Chasing Mummies: The Amazing Adventures of Zahi Hawass is a reality television series that aired on The History Channel in the United States. Produced by Boutique TV, the series depicted the adventures of archaeologist and Egyptologist Dr. Zahi Hawass and his discoveries in Egypt as he is followed by young archeological fellows and a camera crew. The series ran Wednesdays on the History Channel from July 14, 2010 until its end on September 15, 2010. The shows illustrates the complexities in the almost never-ending quest to preserve and discover artifacts from ancient Egypt.

Cast
Dr. Zahi Hawass is an eminent archaeologist who was Egypt's Vice Minister of Culture.
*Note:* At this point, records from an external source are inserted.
#[cfg(test)]
mod tests {
    use super::*;
    use crate::plugin::testing::{MockRegistry, load};
    use serde_json::json;

    fn resolver() -> ContextResolver {
        ContextResolver::new(load(json!({
            "children": [{ "match": { "network": "discord" },
                "listeners": [
                    { "plugin": "echo", "name": "ping", "aliases": ["ping", { "name": "p", "exposed": false }],
                      "help": "Replies with pong." },
                    { "plugin": "echo", "name": "timer", "aliases": ["timer", "remind"],
                      "config": { "help": "Sets a timer." } }
                ],
                "children": [{ "match": { "guild": "g2" },
                    "listeners": [{ "plugin": "echo", "name": "quiet", "aliases": ["quiet"] }]
                }]
            }]
        })))
    }

    fn job(registry: &Arc<MockRegistry>, resolver: ContextResolver) -> ReconciliationJob {
        ReconciliationJob::new(
            "discord",
            Arc::clone(registry) as Arc<dyn CommandRegistry>,
            resolver,
            SyncHandle::new(),
        )
    }

    #[tokio::test]
    async fn test_publishes_one_command_per_listener() {
        let registry = MockRegistry::with_targets(&["g1", "g2"]);
        let job = job(&registry, resolver());

        let report = job.run_once().await;
        assert_eq!(report.targets, 2);
        assert_eq!(report.failures, 0);

        // timer is published under its first alias only
        assert_eq!(registry.names("g1"), ["ping", "timer"]);
        assert_eq!(registry.names("g2"), ["ping", "quiet", "timer"]);

        let published = job.published("g1").await.unwrap();
        assert_eq!(published["ping"].description, "Replies with pong.");
        assert_eq!(published["timer"].description, "Sets a timer.");
        let g2 = job.published("g2").await.unwrap();
        assert_eq!(g2["quiet"].description, FALLBACK_HELP);
        assert_eq!(
            published["ping"].argument.as_ref().map(|a| a.name.as_str()),
            Some(ARGUMENT_NAME)
        );
    }

    #[tokio::test]
    async fn test_second_run_is_noop() {
        let registry = MockRegistry::with_targets(&["g1"]);
        let job = job(&registry, resolver());

        job.run_once().await;
        let calls = registry.calls();
        let report = job.run_once().await;
        assert!(report.is_noop());
        assert_eq!(registry.calls(), calls);

        // invalidation re-examines targets but pushes nothing when unchanged
        job.invalidate().await;
        assert!(job.run_once().await.is_noop());
        assert_eq!(registry.calls(), calls);
    }

    #[tokio::test]
    async fn test_tree_swap_pushes_only_differences() {
        let registry = MockRegistry::with_targets(&["g1"]);
        let resolver = resolver();
        let job = job(&registry, resolver.clone());
        job.run_once().await;

        resolver.swap(Arc::new(load(json!({
            "children": [{ "match": { "network": "discord" },
                "listeners": [
                    { "plugin": "echo", "name": "ping", "aliases": ["ping"], "help": "Replies with pong." },
                    { "plugin": "echo", "name": "dice", "aliases": ["dice"] }
                ]
            }]
        }))));

        let report = job.run_once().await;
        assert_eq!(report.upserts, 1);
        assert_eq!(report.deletes, 1);
        assert_eq!(registry.names("g1"), ["dice", "ping"]);
    }

    #[tokio::test]
    async fn test_failed_target_is_retried() {
        let registry = MockRegistry::with_targets(&["g1", "g2"]);
        registry.failing.lock().insert("g2".to_string());
        let job = job(&registry, resolver());

        let report = job.run_once().await;
        assert!(report.failures > 0);
        assert!(job.is_synchronized("g1").await);
        assert!(!job.is_synchronized("g2").await);

        registry.failing.lock().clear();
        let report = job.run_once().await;
        assert_eq!(report.synced, 1);
        assert_eq!(report.failures, 0);
        assert!(job.is_synchronized("g2").await);
        assert_eq!(registry.names("g2"), ["ping", "quiet", "timer"]);
    }

    #[tokio::test]
    async fn test_unreachable_registry_is_skipped() {
        let registry = MockRegistry::with_targets(&["g1"]);
        *registry.unreachable.lock() = true;
        let job = job(&registry, resolver());
        assert_eq!(job.run_once().await, ReconcileReport::default());
        assert_eq!(registry.calls(), 0);
    }

    #[tokio::test]
    async fn test_target_join_and_leave() {
        let registry = MockRegistry::with_targets(&[]);
        let job = job(&registry, resolver());

        let report = job.target_joined("g9").await;
        assert_eq!(report.upserts, 2);
        assert!(job.is_synchronized("g9").await);

        job.target_left("g9").await;
        assert!(job.published("g9").await.is_none());
        assert_eq!(registry.deletes.load(Ordering::SeqCst), 0);
    }

    #[tokio::test]
    async fn test_vanished_target_is_forgotten() {
        let registry = MockRegistry::with_targets(&["g1"]);
        let job = job(&registry, resolver());
        job.run_once().await;
        registry.targets.lock().clear();
        job.run_once().await;
        assert!(job.published("g1").await.is_none());
    }

    #[tokio::test]
    async fn test_sync_handle_invalidates() {
        let registry = MockRegistry::with_targets(&["g1"]);
        let sync = SyncHandle::new();
        let job = ReconciliationJob::new(
            "discord",
            Arc::clone(&registry) as Arc<dyn CommandRegistry>,
            resolver(),
            sync.clone(),
        );
        job.run_once().await;
        let before = registry.calls();

        registry.listings.lock().clear();
        sync.invalidate();
        // published state is kept, so a wiped remote is not noticed
        assert!(job.run_once().await.is_noop());
        assert_eq!(registry.calls(), before);
    }

    #[tokio::test(start_paused = true)]
    async fn test_spawned_job_runs_immediately() {
        let registry = MockRegistry::with_targets(&["g1"]);
        let timer = SharedTimer::new();
        let handle = Arc::new(job(&registry, resolver())).spawn(&timer, DEFAULT_INTERVAL);

        tokio::time::sleep(Duration::from_millis(10)).await;
        assert_eq!(registry.names("g1").len(), 2);

        handle.cancel();
        timer.shutdown().await;
    }

    #[tokio::test]
    async fn test_first_alias_taken_elsewhere_uses_next() {
        let registry = MockRegistry::with_targets(&["g1"]);
        let job = job(
            &registry,
            ContextResolver::new(load(json!({
                "listeners": [{ "plugin": "echo", "name": "timer", "aliases": ["t", "timer"] }],
                "children": [{ "match": { "guild": "g1" },
                    "listeners": [{ "plugin": "echo", "name": "tea", "aliases": ["t"] }]
                }]
            }))),
        );
        job.run_once().await;
        assert_eq!(registry.names("g1"), ["t", "timer"]);
        let published = job.published("g1").await.unwrap();
        assert_eq!(published["timer"].description, FALLBACK_HELP);
    }

    #[tokio::test(start_paused = true)]
    async fn test_panicking_help_does_not_stop_the_schedule() {
        let registry = MockRegistry::with_targets(&["g1"]);
        let timer = SharedTimer::new();
        let job = Arc::new(job(
            &registry,
            ContextResolver::new(load(json!({
                "listeners": [
                    { "plugin": "echo", "name": "boom", "aliases": ["boom"], "config": { "panic_help": true } },
                    { "plugin": "echo", "name": "ping", "aliases": ["ping"] }
                ]
            }))),
        ));
        let handle = Arc::clone(&job).spawn(&timer, DEFAULT_INTERVAL);

        tokio::time::sleep(Duration::from_millis(10)).await;
        assert_eq!(registry.names("g1"), ["boom", "ping"]);
        assert_eq!(job.published("g1").await.unwrap()["boom"].description, FALLBACK_HELP);

        // later runs still happen and pick up new targets
        registry.targets.lock().push("g2".to_string());
        tokio::time::sleep(DEFAULT_INTERVAL * 2).await;
        assert_eq!(registry.names("g2"), ["boom", "ping"]);
        assert_eq!(timer.pending(), 1);
        assert!(!handle.is_cancelled());

        handle.cancel();
        timer.shutdown().await;
    }

    #[tokio::test(start_paused = true)]
    async fn test_concurrent_join_and_periodic_run_publish_once() {
        let registry = MockRegistry::with_targets(&["g1"]);
        *registry.latency.lock() = Duration::from_millis(5);
        let job = job(&registry, resolver());

        let (periodic, joined) = tokio::join!(job.run_once(), job.target_joined("g1"));
        assert_eq!(periodic.failures + joined.failures, 0);
        assert_eq!(registry.upserts.load(Ordering::SeqCst), 2);
        assert_eq!(periodic.upserts + joined.upserts, 2);
        assert_eq!(registry.names("g1"), ["ping", "timer"]);
        assert!(job.is_synchronized("g1").await);
    }

    #[test]
    fn test_abbreviate() {
        assert_eq!(abbreviate("short", 100), "short");
        let long = "x".repeat(150);
        let cut = abbreviate(&long, DESCRIPTION_LIMIT);
        assert_eq!(cut.chars().count(), DESCRIPTION_LIMIT);
        assert!(cut.ends_with("..."));
        assert_eq!(abbreviate("ääää", 3), "...");
    }
}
In 1987, he received his Doctoral Degree (Ph.D) from the University of Pennsylvania, where he studied as a Fulbright Fellow. He has served as Chief Inspector of the Giza Pyramid Plateau. In 1998, he was appointed as director of the Giza Plateau. In 2002 he was appointed Secretary General of the Egyptian Supreme Council of Antiquities. Hawass has been accused of self-promotion, and has made controversial statements about Jews and what he has described as Jewish "control" of the world.
 Leslie Greif is an executive producer of the show and frequently appears on camera. He has worked in various movie and television projects for the past 25 years. He produced and co-created Walker, Texas Ranger, starring Chuck Norris, and directed documentaries on Steve McQueen and Marlon Brando. His feature film credits include Funny Money, starring Chevy Chase, and Keys to Tulsa.
Dr. Allan Morton is fellowship coordinator. He has been an archaeologist for twenty years, and holds a Ph.D from Cambridge University.
David Cheetham is a consulting archaeologist. He has been an archaeologist for two decades, and has conducted research in the countries of Guatemala, Belize, and Mexico.

Archaeological fellows
Zoë D'Amato is an actress who has studied anthropology and art history at McGill University. She has worked as a librarian, an English teacher, bartender, and fundraiser for Greenpeace.
Alice Robinson is a curator at the British Museum and archaeological researcher. She holds a master's degree in archaeology and anthropology from Oxford University.
Derek Lincoln has an undergraduate degree in history and anthropology from the University of South Florida and a master's degree in Mediterranean archaeology from Bristol University.
Lindsay Tanner has a degree in acting and anthropology from New York University.

Reception

Chasing Mummies has been largely panned by critics, who write that Hawass is unlikeable and that the show is not an authentic documentary series. Summarizing the show, New York Times columnist Neil Genzlinger writes, "[O]ne hopes that this show will, like some of those ancient pharaohs, die young, or that Dr. Hawass will unearth some ancient Egyptian chill pills and swallow a generous helping." He said that a segment showing an intern locked in a pyramid did not seem genuine, and that the show is "intent on forcing drama into the proceedings in a way that seems artificial." According to Genzlinger, due to the comedic nature of many of the interactions depicted, it is not hard to speculate that Dr. Hawass, the producer, and cast are filming what turns out to be a running inside joke between themselves.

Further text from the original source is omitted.